(Saved data entries)
********************

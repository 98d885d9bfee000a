// ============================================================================
// Session Cookie <-> Bearer Token Bridge
// ============================================================================
//
// The session cookie carries the upstream API token itself. This module owns
// the cookie's name and attributes and turns a presented cookie back into the
// bearer token forwarded upstream. Nothing here is persisted: the token lives
// in the browser and in the memory of the request that carries it.
//
// ============================================================================

use axum::http::{HeaderMap, HeaderValue, header::COOKIE};
use secrecy::{ExposeSecret, SecretString};
use std::fmt;

use crate::config::Config;
use crate::error::AppError;

/// Upstream API token presented by the browser for one request.
///
/// `Debug` is redacted so the token can never end up in a log line.
pub struct BearerToken(SecretString);

impl BearerToken {
    pub fn new(token: impl Into<String>) -> Self {
        Self(SecretString::from(token.into()))
    }

    /// Raw token value, for building the upstream `Authorization` header only
    pub fn expose(&self) -> &str {
        self.0.expose_secret()
    }
}

impl fmt::Debug for BearerToken {
    fn fmt(&self, f: &mut fmt::Formatter<'_>) -> fmt::Result {
        f.write_str("BearerToken([REDACTED])")
    }
}

/// A `Set-Cookie` header value produced by the bridge
#[derive(Debug, Clone, PartialEq, Eq)]
pub struct CookieDirective(String);

impl CookieDirective {
    pub fn as_str(&self) -> &str {
        &self.0
    }

    pub fn to_header_value(&self) -> Result<HeaderValue, AppError> {
        HeaderValue::from_str(&self.0)
            .map_err(|_| AppError::internal("session cookie is not a valid header value"))
    }
}

/// Build the directive that stores `api_key` as the session cookie.
///
/// The key must already have passed UUID validation. It is not checked
/// against the upstream API; an unusable key surfaces on the first
/// authenticated call.
pub fn establish_session(config: &Config, api_key: &str) -> CookieDirective {
    let mut cookie = format!(
        "{}={}; Path=/; HttpOnly; SameSite=Strict",
        config.session_cookie_name(),
        api_key
    );
    if config.secure_cookies() {
        cookie.push_str("; Secure");
    }
    CookieDirective(cookie)
}

/// Build the directive that clears the session cookie (same name and path).
/// Valid whether or not the browser currently holds the cookie.
pub fn destroy_session(config: &Config) -> CookieDirective {
    let mut cookie = format!(
        "{}=; Path=/; Max-Age=0; Expires=Thu, 01 Jan 1970 00:00:00 GMT",
        config.session_cookie_name()
    );
    if config.secure_cookies() {
        cookie.push_str("; Secure");
    }
    CookieDirective(cookie)
}

/// Resolve the bearer token from the request's cookies.
///
/// Presence of a non-empty session cookie is the only check; the upstream API
/// stays the authority on whether the token is still valid.
pub fn require_session(config: &Config, headers: &HeaderMap) -> Result<BearerToken, AppError> {
    read_cookie(headers, config.session_cookie_name())
        .filter(|value| !value.is_empty())
        .map(BearerToken::new)
        .ok_or_else(|| AppError::auth("Unauthorized"))
}

/// Find a cookie by name across every `Cookie` header of the request
pub fn read_cookie(headers: &HeaderMap, name: &str) -> Option<String> {
    headers
        .get_all(COOKIE)
        .iter()
        .filter_map(|value| value.to_str().ok())
        .flat_map(|cookies| cookies.split(';'))
        .filter_map(|pair| pair.trim().split_once('='))
        .find(|(key, _)| *key == name)
        .map(|(_, value)| value.trim_matches('"').to_string())
}

#[cfg(test)]
mod tests {
    use super::*;
    use crate::config::{Environment, UpstreamConfig};

    const KEY: &str = "550e8400-e29b-41d4-a716-446655440000";

    fn config(environment: Environment) -> Config {
        Config {
            hostname: "127.0.0.1".to_string(),
            port: 0,
            dashboard_url: "http://localhost:3000".to_string(),
            environment,
            rust_log: "info".to_string(),
            upstream: UpstreamConfig::default(),
        }
    }

    fn headers_with_cookie(cookie: &str) -> HeaderMap {
        let mut headers = HeaderMap::new();
        headers.insert(COOKIE, HeaderValue::from_str(cookie).unwrap());
        headers
    }

    #[test]
    fn test_establish_session_development() {
        let directive = establish_session(&config(Environment::Development), KEY);
        assert_eq!(
            directive.as_str(),
            "railway-key=550e8400-e29b-41d4-a716-446655440000; Path=/; HttpOnly; SameSite=Strict"
        );
    }

    #[test]
    fn test_establish_session_production_is_host_locked_and_secure() {
        let directive = establish_session(&config(Environment::Production), KEY);
        let value = directive.as_str();
        assert!(value.starts_with("__Host-railway-key=550e8400-e29b-41d4-a716-446655440000;"));
        assert!(value.contains("HttpOnly"));
        assert!(value.contains("SameSite=Strict"));
        assert!(value.contains("Path=/"));
        assert!(value.ends_with("; Secure"));
        assert!(!value.contains("Max-Age"));
        assert!(!value.contains("Expires"));
    }

    #[test]
    fn test_destroy_session_expires_cookie() {
        let directive = destroy_session(&config(Environment::Development));
        let value = directive.as_str();
        assert!(value.starts_with("railway-key=;"));
        assert!(value.contains("Path=/"));
        assert!(value.contains("Max-Age=0"));
    }

    #[test]
    fn test_require_session_reads_token() {
        let cfg = config(Environment::Development);
        let headers = headers_with_cookie(&format!("theme=dark; railway-key={}", KEY));
        let token = require_session(&cfg, &headers).unwrap();
        assert_eq!(token.expose(), KEY);
    }

    #[test]
    fn test_require_session_missing_cookie() {
        let cfg = config(Environment::Development);
        let err = require_session(&cfg, &HeaderMap::new()).unwrap_err();
        assert!(matches!(err, AppError::Auth(_)));
    }

    #[test]
    fn test_require_session_ignores_other_environment_name() {
        // A plain-named cookie must not authenticate a host-locked deployment
        let cfg = config(Environment::Production);
        let headers = headers_with_cookie(&format!("railway-key={}", KEY));
        assert!(require_session(&cfg, &headers).is_err());
    }

    #[test]
    fn test_require_session_rejects_empty_value() {
        let cfg = config(Environment::Development);
        let headers = headers_with_cookie("railway-key=");
        assert!(require_session(&cfg, &headers).is_err());
    }

    #[test]
    fn test_read_cookie_across_multiple_headers() {
        let mut headers = HeaderMap::new();
        headers.append(COOKIE, HeaderValue::from_static("a=1"));
        headers.append(COOKIE, HeaderValue::from_static("b=2; c=3"));
        assert_eq!(read_cookie(&headers, "c").as_deref(), Some("3"));
        assert_eq!(read_cookie(&headers, "d"), None);
    }

    #[test]
    fn test_bearer_token_debug_is_redacted() {
        let token = BearerToken::new(KEY);
        let debug = format!("{:?}", token);
        assert!(!debug.contains(KEY));
        assert!(debug.contains("REDACTED"));
    }
}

********************

Task to complete: The lines that contain the word "crate" are wanted; copy each of them from the records.

Response to the task:
use crate::config::Config;
use crate::error::AppError;
    use crate::config::{Environment, UpstreamConfig};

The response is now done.